_EXERCISE_. Using the material below, set down only the line containing "the length estimate." and the lines after it, unchanged.

──────── INFORMATION SHOWN

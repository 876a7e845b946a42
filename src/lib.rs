//! Geometry kernel for parametric road paths.
//!
//! Paths are cubic Béziers, straights (optionally open-ended) or chains of
//! both, all parameterized over `[0, 1]`. The kernel measures their length,
//! flattens them into length tables, projects points onto them and finds
//! where two paths cross on the horizontal plane.

pub mod error;
pub mod geometry;
pub mod math;
pub mod operations;
pub mod tessellation;

pub use error::{Result, RoadpathError};
use crate::geometry::curve::{CubicBezier, Curve};
use crate::tessellation::flatten_bezier::{classify, Piece};
use crate::tessellation::FlattenParams;

/// Estimates the arc length of a Bézier curve.
///
/// Pieces that are still bent by more than the angle threshold are halved
/// until the depth cap; every remaining piece counts as its chord.
pub struct BezierLength<'a> {
    bezier: &'a CubicBezier,
    params: FlattenParams,
}

impl<'a> BezierLength<'a> {
    /// Creates a new `BezierLength` query with default parameters.
    #[must_use]
    pub fn new(bezier: &'a CubicBezier) -> Self {
        Self {
            bezier,
            params: FlattenParams::default(),
        }
    }

    #[must_use]
    pub fn with_params(mut self, params: FlattenParams) -> Self {
        self.params = params;
        self
    }

    /// Executes the query, returning the length estimate.
    ///
    /// A curve with a collapsed handle has length `0`.
    #[must_use]
    pub fn execute(&self) -> f64 {
        length(self.bezier, &self.params, 0)
    }
}

fn length(bezier: &CubicBezier, params: &FlattenParams, depth: u32) -> f64 {
    match classify(bezier, params, depth) {
        Piece::Degenerate => 0.0,
        Piece::Chord => bezier.chord_length(),
        Piece::Split => {
            let (first, second) = bezier.divide();
            length(&first, params, depth + 1) + length(&second, params, depth + 1)
        }
    }
}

────────────────

_RESPONSE BELOW_.
    /// Executes the query, returning the length estimate.
    ///
    /// A curve with a collapsed handle has length `0`.
    #[must_use]
    pub fn execute(&self) -> f64 {
        length(self.bezier, &self.params, 0)
    }
}

fn length(bezier: &CubicBezier, params: &FlattenParams, depth: u32) -> f64 {
    match classify(bezier, params, depth) {
        Piece::Degenerate => 0.0,
        Piece::Chord => bezier.chord_length(),
        Piece::Split => {
            let (first, second) = bezier.divide();
            length(&first, params, depth + 1) + length(&second, params, depth + 1)
        }
    }
}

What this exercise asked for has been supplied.